Cass. 2e civ., 1 mars 2018, n° 16-25746
Le présent arrêt n’est certainement pas de grand principe. Insistant sur des considérations qui tiennent d’abord à la procédure civile, il ne mérite qu’un signalement discret dans ces colonnes. Mais il le mérite tout de même car il permet de s’intéresser avec profit à la délicate question des causes interruptives de la prescription extinctive.

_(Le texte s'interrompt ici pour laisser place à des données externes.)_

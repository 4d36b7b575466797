//! Normalizer — turns a dataset source into sorted, minified assignments.
//!
//! Each block is handled on its own: extract → parse → sort → serialize.
//! A block that fails any step is carried through as its original text and
//! reported as a [`Fallback`]; the rest of the run is unaffected. Fallback
//! text goes through [`postprocess::minify`] on its own, so an unbalanced
//! quote in a broken block cannot leak into the blocks after it. Rendered
//! JSON is already minimal and is appended as is.

use std::borrow::Cow;

use jobpatra_core::{Dataset, Error, NamedCollection, NormalizerConfig, Record};
use serde_json::Value;

use crate::extract::{Block, BlockPattern};
use crate::literal::{self, LiteralError};
use crate::{postprocess, quotes};

/// Why a single block could not be normalized.
#[derive(Debug, thiserror::Error)]
pub enum BlockError {
    #[error(transparent)]
    Literal(#[from] LiteralError),
    #[error("expected an array literal")]
    NotAnArray,
    #[error("record {index} is not an object")]
    NotAnObject { index: usize },
    #[error("record {index} has an unexpected shape: {source}")]
    Shape {
        index: usize,
        #[source]
        source: serde_json::Error,
    },
    #[error("cannot serialize collection: {0}")]
    Serialize(#[source] serde_json::Error),
}

/// A block that was passed through unchanged.
#[derive(Debug)]
pub struct Fallback {
    pub name: String,
    /// 1-based source line where the block starts.
    pub line: usize,
    pub error: BlockError,
}

/// Result of one normalizer run.
#[derive(Debug, Default)]
pub struct NormalizeReport {
    /// Minified output text, ready to write.
    pub output: String,
    /// Every collection that normalized successfully, in source order.
    pub dataset: Dataset,
    /// Blocks carried through as original text.
    pub fallbacks: Vec<Fallback>,
}

impl NormalizeReport {
    pub fn record_count(&self) -> usize {
        self.dataset.records().count()
    }

    /// Blocks seen, normalized or not.
    pub fn block_count(&self) -> usize {
        self.dataset.len() + self.fallbacks.len()
    }
}

/// Block pattern plus sort settings, compiled once.
#[derive(Debug, Clone)]
pub struct Normalizer {
    config: NormalizerConfig,
    pattern: BlockPattern,
}

impl Normalizer {
    pub fn new(config: NormalizerConfig) -> Result<Self, Error> {
        config.validate()?;
        let pattern = BlockPattern::new(&config.prefix, &config.suffix)
            .map_err(|e| Error::Configuration(format!("invalid block pattern: {e}")))?;
        Ok(Self { config, pattern })
    }

    pub fn config(&self) -> &NormalizerConfig {
        &self.config
    }

    /// Normalize every block in `source`.
    pub fn normalize(&self, source: &str) -> NormalizeReport {
        let source = if self.config.legacy_quote_pass {
            quotes::normalize_quotes(source)
        } else {
            Cow::Borrowed(source)
        };

        let mut assembled = String::with_capacity(source.len());
        let mut report = NormalizeReport::default();

        for block in self.pattern.extract(&source) {
            let result = self
                .normalize_block(&block)
                .and_then(|collection| Ok((self.render(&collection)?, collection)));
            match result {
                Ok((assignment, collection)) => {
                    tracing::debug!(
                        collection = %collection.name,
                        records = collection.len(),
                        "normalized block"
                    );
                    assembled.push_str(&assignment);
                    report.dataset.push(collection);
                }
                Err(error) => {
                    tracing::warn!(
                        collection = block.name,
                        line = block.line,
                        %error,
                        "could not parse block, keeping original text"
                    );
                    assembled.push_str(&postprocess::minify(block.text));
                    report.fallbacks.push(Fallback {
                        name: block.name.to_string(),
                        line: block.line,
                        error,
                    });
                }
            }
        }

        report.output = assembled;
        tracing::info!(
            collections = report.dataset.len(),
            records = report.record_count(),
            fallbacks = report.fallbacks.len(),
            "normalized dataset"
        );
        report
    }

    /// Parse and sort one block.
    pub fn normalize_block(&self, block: &Block<'_>) -> Result<NamedCollection, BlockError> {
        let items = match literal::parse_value(block.body)? {
            Value::Array(items) => items,
            _ => return Err(BlockError::NotAnArray),
        };

        let records = items
            .into_iter()
            .enumerate()
            .map(|(index, item)| {
                if !item.is_object() {
                    return Err(BlockError::NotAnObject { index });
                }
                serde_json::from_value::<Record>(item)
                    .map_err(|source| BlockError::Shape { index, source })
            })
            .collect::<Result<Vec<_>, _>>()?;

        let mut collection = NamedCollection::new(block.name, records);
        collection.sort_by_field(&self.config.sort_key);
        Ok(collection)
    }

    /// `<prefix>.<name>=<json>;`
    pub fn render(&self, collection: &NamedCollection) -> Result<String, BlockError> {
        let json = serde_json::to_string(&collection.records).map_err(BlockError::Serialize)?;
        Ok(format!("{}.{}={json};", self.config.prefix, collection.name))
    }
}

/// One-shot helper: build a [`Normalizer`] and run it over `source`.
pub fn normalize(source: &str, config: &NormalizerConfig) -> Result<NormalizeReport, Error> {
    Ok(Normalizer::new(config.clone())?.normalize(source))
}

#[cfg(test)]
mod tests {
    use super::*;
    use pretty_assertions::assert_eq;

    fn run(source: &str) -> NormalizeReport {
        normalize(source, &NormalizerConfig::default()).unwrap()
    }

    #[test]
    fn sorts_and_minifies_one_block() {
        let report = run("window.goaCompanies = [\n  {company: 'Zoho', roles: ['Dev']},\n  {company: \"acme\"}\n];");
        assert_eq!(
            report.output,
            r#"window.goaCompanies=[{"company":"acme"},{"company":"Zoho","roles":["Dev"]}];"#
        );
        assert!(report.fallbacks.is_empty());
        assert_eq!(report.record_count(), 2);
    }

    #[test]
    fn non_literal_block_falls_back() {
        let report = run("window.badCompanies = [ {company: doSomething()} ];");
        assert_eq!(report.output, "window.badCompanies = [ {company: doSomething()} ];");
        assert_eq!(report.fallbacks.len(), 1);
        assert_eq!(report.fallbacks[0].name, "badCompanies");
        assert!(matches!(report.fallbacks[0].error, BlockError::Literal(_)));
        assert!(report.dataset.is_empty());
    }

    #[test]
    fn unbalanced_quote_in_fallback_stays_in_its_block() {
        let report = run(concat!(
            "window.aCompanies = [ {company: \"x} ];\n",
            "window.bCompanies = [ {company: 'Tata  Steel', career: 'https://b.com/jobs'} ];"
        ));
        assert_eq!(
            report.output,
            concat!(
                r#"window.aCompanies = [ {company: "x} ];"#,
                r#"window.bCompanies=[{"company":"Tata  Steel","career":"https://b.com/jobs"}];"#
            )
        );
        assert_eq!(report.fallbacks.len(), 1);
    }

    #[test]
    fn wrong_field_type_falls_back() {
        let report = run("window.aCompanies = [{company: 42}];");
        assert!(matches!(
            report.fallbacks[0].error,
            BlockError::Shape { index: 0, .. }
        ));
    }

    #[test]
    fn non_object_item_falls_back() {
        let report = run("window.aCompanies = [{company: 'A'}, 'B'];");
        assert!(matches!(
            report.fallbacks[0].error,
            BlockError::NotAnObject { index: 1 }
        ));
    }

    #[test]
    fn custom_sort_key() {
        let config = NormalizerConfig {
            sort_key: "city".into(),
            ..NormalizerConfig::default()
        };
        let report = normalize(
            "window.aCompanies = [{company: 'A', city: 'Pune'}, {company: 'B', city: 'Agra'}];",
            &config,
        )
        .unwrap();
        assert_eq!(
            report.output,
            r#"window.aCompanies=[{"company":"B","city":"Agra"},{"company":"A","city":"Pune"}];"#
        );
    }

    #[test]
    fn legacy_quote_pass_rewrites_fallback_text() {
        let config = NormalizerConfig {
            legacy_quote_pass: true,
            ..NormalizerConfig::default()
        };
        let report = normalize("window.aCompanies = [{company: f('x')}];", &config).unwrap();
        assert_eq!(report.output, r#"window.aCompanies = [{company: f("x")}];"#);
    }

    #[test]
    fn invalid_config_is_rejected() {
        let config = NormalizerConfig {
            prefix: "bad prefix".into(),
            ..NormalizerConfig::default()
        };
        assert!(matches!(Normalizer::new(config), Err(Error::Configuration(_))));
    }
}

L’interruption de la prescription consiste en une action du créancier ou du débiteur, qui « efface le délai de prescription acquis » (C. civ, art. 2231). Il se trouve ainsi ramené à zéro, de sorte que la prescription recommence à courir pour la totalité de sa durée initiale. Pour être efficace, cette action doit manifester l’existence ou la vigueur du lien d’obligation. Du côté du débiteur, ces actes opèrent reconnaissance de la dette ou du droit (C. civ., art. 2240) : renouvellement du titre, paiement[...]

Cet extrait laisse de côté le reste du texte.